He knew Shannon was typing another message to him, one of apology, but that was just laying the groundwork for another insult. That was how they battled, like experts. He said, “Try this one,” and he gave her a third card. This one she took slowly. He turned away and scanned the front of the store, watching the faces of all the morons with their shopping baskets and jelly faced children. He was definitely included among their number, and when the clerk said, “Do you have another?” he looked back to her with real compassion. The stupidity she had to put up with, hour after hour after hour, as a procession of clowns and idiots moved their way through this narrow slot with whatever miracles they placed hope in. He was just the latest in that series, and if she had known the full expanse of his history it probably wouldn’t have made him any more sympathetic to her. She gave him back his Mastercard and he held it and felt the nervousness in the crowd behind him, the monkey pulse of bodies nudging forward.

“Can I just leave it here?” he asked.

“You can do that if you want,” she said, because she was already forgetting him, moving onto the tiger pillow.

“I’ve had a rough day,” he joked, and he laughed because she didn’t. “I feel like I’ve been all over the country.”

“I feel like I haven’t moved from this spot.”

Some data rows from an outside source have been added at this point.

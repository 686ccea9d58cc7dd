//! Storage Port - durable string key-value store
//!
//! Backed by `window.localStorage` in the browser and by a JSON file on
//! desktop. Values are opaque strings; callers own the encoding.

/// Persistent storage abstraction (localStorage/file-based)
#[cfg_attr(any(test, feature = "testing"), mockall::automock)]
pub trait StoragePort: Send + Sync {
    /// Save a string value with the given key, overwriting any previous value
    fn save(&self, key: &str, value: &str);

    /// Load a string value by key, returns None if not found
    fn load(&self, key: &str) -> Option<String>;
}

/// Storage key constants
///
/// These are kept in the ports layer as they define the contract for
/// what keys are used across the application.
pub mod storage_keys {
    /// The serialized editor state
    pub const STATE: &str = "state";
}
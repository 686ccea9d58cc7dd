//! Presentation layer - Dioxus UI components and editor state wiring

pub mod components;
pub mod labels;
pub mod state;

Although he had decided to leave the box at the register, he picked it up and held it and the girl behind him finally said, “I’ll be paying with cash.” He set the box down again and thought of turning around, telling her to hold on, okay? But that would have just made him seem older and stupider than he already appeared, someone’s fumbling dad venturing out for his weekly trip into the real world, fearfully bumping into everything newer and hipper than him. He told the clerk, “I don’t mean to cause problems.”

“You haven’t, sir,” she said, but she was sliding the tiger pillow across the bar code scanner. He moved forward and found himself escaping to the exit, empty handed, and then he was holding his phone again, typing madly to the Alaska girl, It must be getting cold there. I want to bury my face between your legs and listen to you talk. Write me back and let me know about what you’ve been doing. There’s no reason to hold back. This doesn’t mean anything.

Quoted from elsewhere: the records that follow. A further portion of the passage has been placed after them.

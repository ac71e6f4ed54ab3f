use log::{debug, info, trace, warn};
use rand::{Rng, SeedableRng, rngs::StdRng};

use super::{
    action::Direction,
    config::GameConfig,
    error::GameError,
    state::{CollisionType, Movement, Position},
};
use crate::collections::BoundedQueue;

/// Target length of a freshly started snake
pub const INITIAL_LENGTH: usize = 2;

/// Random draws tried before food placement falls back to a board scan
const MAX_FOOD_ATTEMPTS: usize = 256;

/// Result of a single tick
#[derive(Debug, Clone, Copy, PartialEq, Eq)]
pub enum TickOutcome {
    /// The snake has not been aimed yet, nothing moved
    Idle,
    /// The head advanced one cell
    Moved { ate_food: bool },
    /// The round is over and the game is no longer started
    GameOver(CollisionType),
}

impl TickOutcome {
    pub fn is_game_over(&self) -> bool {
        matches!(self, TickOutcome::GameOver(_))
    }
}

/// The game engine that handles all game logic.
///
/// Board dimensions are fixed at creation. Each round begins with
/// [`start`](Self::start) and ends when [`update`](Self::update) reports
/// [`TickOutcome::GameOver`]; the engine can then be started again.
pub struct GameEngine {
    width: i32,
    height: i32,
    started: bool,
    movement: Movement,
    head: Position,
    food: Option<Position>,
    target_length: usize,
    /// Occupied cells, tail first, head last
    body: BoundedQueue<Position>,
    rng: StdRng,
}

impl GameEngine {
    /// Create an engine with an entropy-seeded food generator
    pub fn new(width: usize, height: usize) -> Result<Self, GameError> {
        Self::with_rng(width, height, StdRng::from_entropy())
    }

    /// Create an engine whose food placement is reproducible
    pub fn with_seed(width: usize, height: usize, seed: u64) -> Result<Self, GameError> {
        Self::with_rng(width, height, StdRng::seed_from_u64(seed))
    }

    pub fn from_config(config: &GameConfig) -> Result<Self, GameError> {
        match config.seed {
            Some(seed) => Self::with_seed(config.grid_width, config.grid_height, seed),
            None => Self::new(config.grid_width, config.grid_height),
        }
    }

    fn with_rng(width: usize, height: usize, rng: StdRng) -> Result<Self, GameError> {
        let invalid = GameError::InvalidDimensions { width, height };
        if width < 2 || height < 2 {
            return Err(invalid);
        }

        let w = i32::try_from(width).map_err(|_| invalid)?;
        let h = i32::try_from(height).map_err(|_| invalid)?;
        let area = width.checked_mul(height).ok_or(invalid)?;

        // The snake can never be longer than the board, so appends never overflow
        let body = BoundedQueue::new(area)?;

        Ok(Self {
            width: w,
            height: h,
            started: false,
            movement: Movement::STILL,
            head: Position::new(0, 0),
            food: None,
            target_length: INITIAL_LENGTH,
            body,
            rng,
        })
    }

    /// Begin a round with the head at `(x, y)`
    pub fn start(&mut self, x: i32, y: i32) -> Result<(), GameError> {
        if self.started {
            return Err(GameError::AlreadyStarted);
        }

        let head = Position::new(x, y);
        if !self.is_in_bounds(head) {
            return Err(GameError::PositionOutOfBounds(head));
        }

        self.head = head;
        self.movement = Movement::STILL;
        self.target_length = INITIAL_LENGTH;
        self.body.clear();
        self.body.append(head)?;
        self.started = true;
        self.respawn_food();

        debug!(
            "round started at ({}, {}) on a {}x{} board, food at {:?}",
            x, y, self.width, self.height, self.food
        );

        Ok(())
    }

    /// Aim the snake.
    ///
    /// Returns `Ok(true)` if the movement changed. Requests along the axis
    /// already in motion are ignored, which rules out reversing into the
    /// snake's own neck.
    pub fn set_direction(&mut self, direction: Direction) -> Result<bool, GameError> {
        self.ensure_started()?;

        let Some(axis) = direction.axis() else {
            return Ok(false);
        };

        if self.movement.axis() == Some(axis) {
            return Ok(false);
        }

        self.movement = direction.into();
        Ok(true)
    }

    /// Advance the simulation by one tick
    pub fn update(&mut self) -> Result<TickOutcome, GameError> {
        self.ensure_started()?;

        if self.movement.is_still() {
            return Ok(TickOutcome::Idle);
        }

        let next = self.head.stepped(self.movement);

        if let Some(collision) = self.check_collision(next) {
            self.started = false;
            info!(
                "game over: {:?} at ({}, {}) with length {}",
                collision,
                next.x,
                next.y,
                self.body.len()
            );
            return Ok(TickOutcome::GameOver(collision));
        }

        let ate_food = self.food == Some(next);
        if ate_food {
            self.target_length += 1;
            self.respawn_food();
        }

        if self.body.len() >= self.target_length {
            self.body.pop_oldest()?;
        }

        self.body.append(next)?;
        self.head = next;

        // A full spawn region may have opened up after the move
        if self.food.is_none() {
            self.respawn_food();
        }

        Ok(TickOutcome::Moved { ate_food })
    }

    /// Check if the new head position causes a collision
    fn check_collision(&self, next: Position) -> Option<CollisionType> {
        if !self.is_in_bounds(next) {
            return Some(CollisionType::Wall);
        }

        // The tail moves out of the way this tick unless the snake is growing
        let mut cells = self.body.iter();
        if self.body.len() >= self.target_length {
            cells.next();
        }

        if cells.any(|&cell| cell == next) {
            return Some(CollisionType::SelfCollision);
        }

        None
    }

    /// Place food inside `[0, width-1) x [0, height-1)`, away from the body
    /// and from the cell the head moves into next.
    fn respawn_food(&mut self) {
        let next = self.head.stepped(self.movement);
        let (max_x, max_y) = (self.width - 1, self.height - 1);

        for attempt in 0..MAX_FOOD_ATTEMPTS {
            let candidate = Position::new(self.rng.gen_range(0..max_x), self.rng.gen_range(0..max_y));
            if self.is_free_for_food(candidate, next) {
                trace!("food spawned at {:?} after {} draws", candidate, attempt + 1);
                self.food = Some(candidate);
                return;
            }
        }

        debug!(
            "no food spot found in {} random draws, scanning the board",
            MAX_FOOD_ATTEMPTS
        );

        let scanned = (0..max_y)
            .flat_map(|y| (0..max_x).map(move |x| Position::new(x, y)))
            .find(|&candidate| self.is_free_for_food(candidate, next));

        if scanned.is_none() {
            warn!("no free cell left for food");
        }

        self.food = scanned;
    }

    fn is_free_for_food(&self, candidate: Position, next: Position) -> bool {
        candidate != next && !self.body.contains(&candidate)
    }

    fn ensure_started(&self) -> Result<(), GameError> {
        if self.started {
            Ok(())
        } else {
            Err(GameError::NotStarted)
        }
    }

    /// Check if a position is within the grid bounds
    pub fn is_in_bounds(&self, pos: Position) -> bool {
        pos.x >= 0 && pos.x < self.width && pos.y >= 0 && pos.y < self.height
    }

    pub fn width(&self) -> usize {
        self.width as usize
    }

    pub fn height(&self) -> usize {
        self.height as usize
    }

    pub fn is_started(&self) -> bool {
        self.started
    }

    pub fn head(&self) -> Position {
        self.head
    }

    pub fn movement(&self) -> Movement {
        self.movement
    }

    pub fn target_length(&self) -> usize {
        self.target_length
    }

    /// Number of cells the snake occupies
    pub fn body_len(&self) -> usize {
        self.body.len()
    }

    /// Current food cell. `None` before the first start, or when no free
    /// spawn cell was left.
    pub fn food(&self) -> Option<Position> {
        self.food
    }

    /// Occupied cells from tail to head
    pub fn segments(&self) -> impl ExactSizeIterator<Item = Position> + '_ {
        self.body.iter().copied()
    }

    /// Visit occupied cells from tail to head with a caller context
    pub fn for_each_segment<C, F>(&self, context: &mut C, mut visitor: F)
    where
        F: FnMut(&mut C, Position),
    {
        self.body.for_each(context, |context, &cell| visitor(context, cell));
    }
}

Still no answer. He thought of her in her knit cap, her crazy unwashed hair, and that look born of many hard winters. Those dogs were named after the three stooges, the fourth most loved one christened Shemp, and she played folk guitar, fished in the summers and ate Salmon all winter. She had a boyfriend but he worked for the forest service and was gone for more than half the year, living up in a tower and watching for forest fires through binoculars. Dating sites and message boards were the answer to that, she said when they first talked, and she described the weather, the ice at the window, at the electric sockets, at the seams of the cabin door. Her body, reclined on the sofa naked except for black panties, might be covered by a blanket, might not, depending on his mood. It offered itself up to the apparatus of his imagination without conceding an inch of who she was: completely impervious, not just to the weather, but also to whatever crap he might throw her way. But he did it anyway and he was still doing it. Touch yourself and think about me, he typed to her as the car engine idled, but the only reply was another message from Shannon, and then, as the car turned to the exit and out onto the main road, a single sentence from that woman he met a couple of weeks ago at the Yellow Door. Are you going to be around this weekend?

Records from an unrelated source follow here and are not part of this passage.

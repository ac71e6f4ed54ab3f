use anyhow::{Context, Result};
use serde::{Deserialize, Serialize};
use std::path::Path;

use super::state::Position;

/// Largest accepted board side. The body queue is sized to the full area.
pub const MAX_GRID_SIDE: usize = 1024;

/// Configuration for the game and its driver
#[derive(Debug, Clone, PartialEq, Serialize, Deserialize)]
#[serde(default)]
pub struct GameConfig {
    /// Width of the game grid
    pub grid_width: usize,
    /// Height of the game grid
    pub grid_height: usize,

    // Driver pacing
    /// Duration of one frame in milliseconds
    pub frame_millis: u64,
    /// Frames per simulation tick
    pub update_interval: u32,

    /// Fixed seed for food placement, entropy when absent
    pub seed: Option<u64>,
    /// Start a new round as soon as the snake dies
    pub auto_restart: bool,
}

impl Default for GameConfig {
    fn default() -> Self {
        Self {
            grid_width: 15,
            grid_height: 15,
            frame_millis: 16,
            update_interval: 8,
            seed: None,
            auto_restart: true,
        }
    }
}

impl GameConfig {
    /// Create a new configuration with custom grid size
    pub fn new(width: usize, height: usize) -> Self {
        Self {
            grid_width: width,
            grid_height: height,
            ..Default::default()
        }
    }

    /// Read a JSON configuration file. Missing fields take their defaults.
    pub fn load(path: &Path) -> Result<Self> {
        let text = std::fs::read_to_string(path)
            .with_context(|| format!("Failed to read config file: {:?}", path))?;
        let config: GameConfig = serde_json::from_str(&text)
            .with_context(|| format!("Failed to parse config file: {:?}", path))?;
        Ok(config)
    }

    /// Validate configuration parameters
    pub fn validate(&self) -> Result<(), String> {
        if self.grid_width < 2 || self.grid_height < 2 {
            return Err(format!(
                "grid must be at least 2x2, got {}x{}",
                self.grid_width, self.grid_height
            ));
        }

        if self.grid_width > MAX_GRID_SIDE || self.grid_height > MAX_GRID_SIDE {
            return Err(format!(
                "grid sides cannot exceed {}, got {}x{}",
                MAX_GRID_SIDE, self.grid_width, self.grid_height
            ));
        }

        if self.frame_millis == 0 {
            return Err("frame_millis must be at least 1".to_string());
        }

        if self.update_interval == 0 {
            return Err("update_interval must be at least 1".to_string());
        }

        Ok(())
    }

    /// Where each round begins: the centre of the board
    pub fn start_position(&self) -> Position {
        Position::new((self.grid_width / 2) as i32, (self.grid_height / 2) as i32)
    }
}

He could not think of a single detail to describe her face or body. She was simply that single sentence and the place where he had bought her a White Russian and there was a good chance he would see her there again, buy her another one, put his back to the bar and smile and make a joke about the crowd. To Shannon he wrote, you’re batshit, you know that, don’t you?

He braked quickly for someone backing out of a parking space and held the phone up, waiting for her reply to beam in. But it was the woman from the Yellow Door again who messaged. It would be nice to bump into you again. I wasn’t myself that night. He toggled from her words back to Shannon and wrote, this has nothing to do with me. This is just you talking to yourself.

He thought of her ridiculous father, ex-hippie, ex volunteer fireman, who had left her an old Toyota truck and six figure debt when he died. Maybe she was talking to him too. Their first long talk had been about him, and he had shared the story of his own parents, married for fifty-one years. High school sweethearts and dead one two weeks after the other, like it had been something they decided together in secret. Their marriage reminded him of a horse and carriage, rotary telephones, smaller diners with big haired waitresses. It was all sliding into the past and good riddance, right?

He made a circle around the parking lot and pulled up directly in front of the ATM. Standing in the aquarium of the glass booth, he punched up numbers, glanced over his shoulder at his car idling at the curb, took the four hundred dollars as it tongued out of the slot. More than half his balance and it felt stupidly weightless in his hand. The other guy in the booth—he had come in while Doug was punching up his pass code—stood a polite distance away, waiting for his turn.

He smiled when their eyes met and Doug smiled too, and felt confident enough to add, “You look like you’ve seen better times.”

Because the man’s face, his nose and cheek, were covered in white bandages. He grinned and said, “Melanoma. But they think they got it all.”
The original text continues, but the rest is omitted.